This week, New Trier High School in Winnetka released its "alumni Hall of Honor awards," where everyone from Rainn Wilson ("The Office") to former U.S. Secretary of Defense Donald Rumsfeld were lauded for their "inquiry, compassion and service." While some had concerns about those who were not honored (Rahm Emanuel, actress Ann-Margret), others were pretty upset about Rumsfeld's inclusion.
New Trier graduate Chad Topaz ('92) told Winnetka Talk that he was deeply disappointed in the school's decision to honor Rumsfeld, who he called an "architect of torture."
Winnetka Talk reports:
In a letter to New Trier, Topaz wrote: "Despite the glossy list of philanthropic activities in Rumsfeld's award citation, his career has done anything but serve community and humanity, and he has demonstrated a compassionless heart. His activities as an architect of torture of detainees in the United States' unjust Iraq war are anti-humanitarian, are despised around the globe, and have contributed to the degradation of our country's international standing."
Topaz started a Facebook group called "New Trier Alumni Against Rumsfeld's 'Achievement Award,'" which had 47 members as of Friday afternoon. The page calls on New Trier to rescind Rumsfeld's award.
"For someone who graduated from New Trier, it's kind of embarrassing for me to know that someone who took initiatives while he had power that had such negative consequences should be honored like that," Breida Martin, who graduated from New Trier in 2005, told HuffPost Chicago. "It's embarrassing not only for me as an alum, but for New Trier as a community."

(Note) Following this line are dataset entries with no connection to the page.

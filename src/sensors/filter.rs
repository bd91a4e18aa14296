//! Change filter shared by the analog-sensing drivers.
//!
//! Each check passes a fresh (averaged) reading through two gates:
//!
//! 1. **Delta gate**: a reading within `delta_threshold` of the last
//!    reported value is noise and produces nothing.
//! 2. **Band gate**: a reading inside the reportable band is reported as is.
//!    A reading outside it is collapsed to a single zero report; further
//!    out-of-band readings stay silent until an in-band one is reported.
//!
//! The memory belongs to one device instance and lives as long as it.

/// Values worth reporting.
#[derive(Debug, Clone, Copy, PartialEq, Eq)]
pub enum Band {
    /// `value >= threshold`.
    AtLeast(u16),
    /// `lower <= value <= upper`.
    Within { lower: u16, upper: u16 },
}

impl Band {
    pub fn contains(self, value: u16) -> bool {
        match self {
            Self::AtLeast(threshold) => value >= threshold,
            Self::Within { lower, upper } => (lower..=upper).contains(&value),
        }
    }
}

/// What a check should report.
#[derive(Debug, Clone, Copy, PartialEq, Eq)]
pub enum Verdict {
    /// Nothing to send.
    Quiet,
    Report(u16),
    /// Send one zero to mark the drop out of band.
    Collapse,
}

#[derive(Debug, Clone, Copy, PartialEq, Eq)]
pub struct FilterMemory {
    last: u16,
    suppressed: bool,
}

impl FilterMemory {
    pub const fn new(initial: u16) -> Self {
        Self {
            last: initial,
            suppressed: false,
        }
    }

    pub fn last(&self) -> u16 {
        self.last
    }

    pub fn is_suppressed(&self) -> bool {
        self.suppressed
    }

    /// Record that a zero has just been reported out of band (the setup
    /// baseline report counts).
    pub fn mark_suppressed(&mut self) {
        self.suppressed = true;
    }

    /// Delta gate. Adopts `signal` as the new reference when it passes.
    pub fn passes_delta(&mut self, signal: u16, delta_threshold: u16) -> bool {
        if signal.abs_diff(self.last) <= delta_threshold {
            return false;
        }
        self.last = signal;
        true
    }

    /// Zero-collapse for a reading that passed the delta gate but is not
    /// reportable. `true` exactly once per out-of-band run.
    pub fn collapse(&mut self) -> bool {
        !core::mem::replace(&mut self.suppressed, true)
    }

    /// Move the delta-gate reference without touching the zero-run state.
    pub fn reseed(&mut self, reference: u16) {
        self.last = reference;
    }

    /// A reportable reading ends any out-of-band run.
    pub fn clear(&mut self) {
        self.suppressed = false;
    }

    /// Both gates in one go.
    pub fn observe(&mut self, signal: u16, delta_threshold: u16, band: Band) -> Verdict {
        if !self.passes_delta(signal, delta_threshold) {
            return Verdict::Quiet;
        }
        if band.contains(signal) {
            self.clear();
            Verdict::Report(signal)
        } else if self.collapse() {
            Verdict::Collapse
        } else {
            Verdict::Quiet
        }
    }
}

Other high-profile honorees chosen by New Trier include Playboy executive Christie Hefner ('70), Nobel Prize-winning physicist Jack Steinberger ('38), former U.S. Ambassador Richard Williamson ('67), President of the Holocaust Memorial Foundation of Illinois Sam Harris ('54) and several others.
Winnetka Talks reports that the school stands by its decision to include Rumsfeld.
"Our honorees embody New Trier's mission to commit minds to inquiry, hearts to compassion and lives to the service of humanity," Susan Noyes, a former New Trier Board of Education member told the Pioneer Press. "Because not all the well-qualified nominees could be included in this first group, we are assured of outstanding honorees in future years, too."